We have previously reported that two fluoroquinolone antibiotics gave rise to 8-oxo-7,8-dihydro-2'-deoxyguanosine (8-oxo-dG) in DNA of cells concurrently exposed to UV-A and that this correlated with clinical phototoxicity. To determine the structural basis for generation of oxidative damage, the ability of two synthetic fluoroquinolone candidate antibiotics, Bayer 12-8039 (12-8039) and Bayer Y3118 (Y3118), to give rise to 8-oxo-dG in cultured liver epithelial cells was compared. 12-8039 contains a methoxy group at the 8 position of the quinolone nucleus, whereas Y3118 contains a chlorine group at the same position. Y3118 produced dose-dependent increases in 8-oxo-dG formation in cultured cells after UVA irradiation, whereas the 8-OCH3-substituted 12-8039 produced no increase.
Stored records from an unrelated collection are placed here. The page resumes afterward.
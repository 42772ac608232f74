use std::net::SocketAddr;
use std::time::Duration;

/// Chat node configuration, normally built from CLI flags.
#[derive(Debug, Clone)]
pub struct ChatNodeConfig {
    /// Bind address for the HTTP surfaces (management + user ops).
    pub rpc_bind: SocketAddr,
    /// Bind address for the raw TCP message streams.
    pub stream_bind: SocketAddr,
    /// Base URL of the coordinator.
    pub coordinator_url: String,
    /// Hostname other processes should use to reach this node.
    pub advertise_host: String,
    /// Delay between chat-log submission retries.
    pub log_retry_delay: Duration,
}

impl Default for ChatNodeConfig {
    fn default() -> Self {
        Self {
            rpc_bind: "127.0.0.1:0".parse().expect("valid bind address"),
            stream_bind: "127.0.0.1:0".parse().expect("valid bind address"),
            coordinator_url: "http://127.0.0.1:7000".to_string(),
            advertise_host: "127.0.0.1".to_string(),
            log_retry_delay: Duration::from_millis(100),
        }
    }
}
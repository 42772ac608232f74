use crate::handlers::{self, AppState};
use axum::routing::{get, post};
use axum::Router;

/// Read-query surface served on the node's ops port.
pub fn ops_router(state: AppState) -> Router {
    Router::new()
        .route("/healthz", get(handlers::healthz))
        .route("/users/verify", post(handlers::verify_user))
        .route("/users/exists", post(handlers::user_exists))
        .route("/chatrooms/exists", post(handlers::chatroom_exists))
        .route("/chatrooms/verify-owner", post(handlers::verify_owner))
        .with_state(state)
}

/// Two-phase-commit surface served on the node's participant port.
pub fn participant_router(state: AppState) -> Router {
    Router::new()
        .route("/healthz", get(handlers::healthz))
        .route("/txn/can-commit", post(handlers::can_commit))
        .route("/txn/do-commit", post(handlers::do_commit))
        .route("/txn/do-abort", post(handlers::do_abort))
        .with_state(state)
}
Also, after exposure to 20 J/cm2 UVA, UV spectral scans of both compounds revealed that Y3118 underwent photodegradation whereas 12-8039 was stable. These results demonstrate that the presence of an 8-OCH3 group on the quinolone nucleus is important for the reduction of photogeneration of oxidative DNA damage and photodegradation in the presence of UVA irradiation. From this, we suggest that 12-8039 has little phototoxic potential.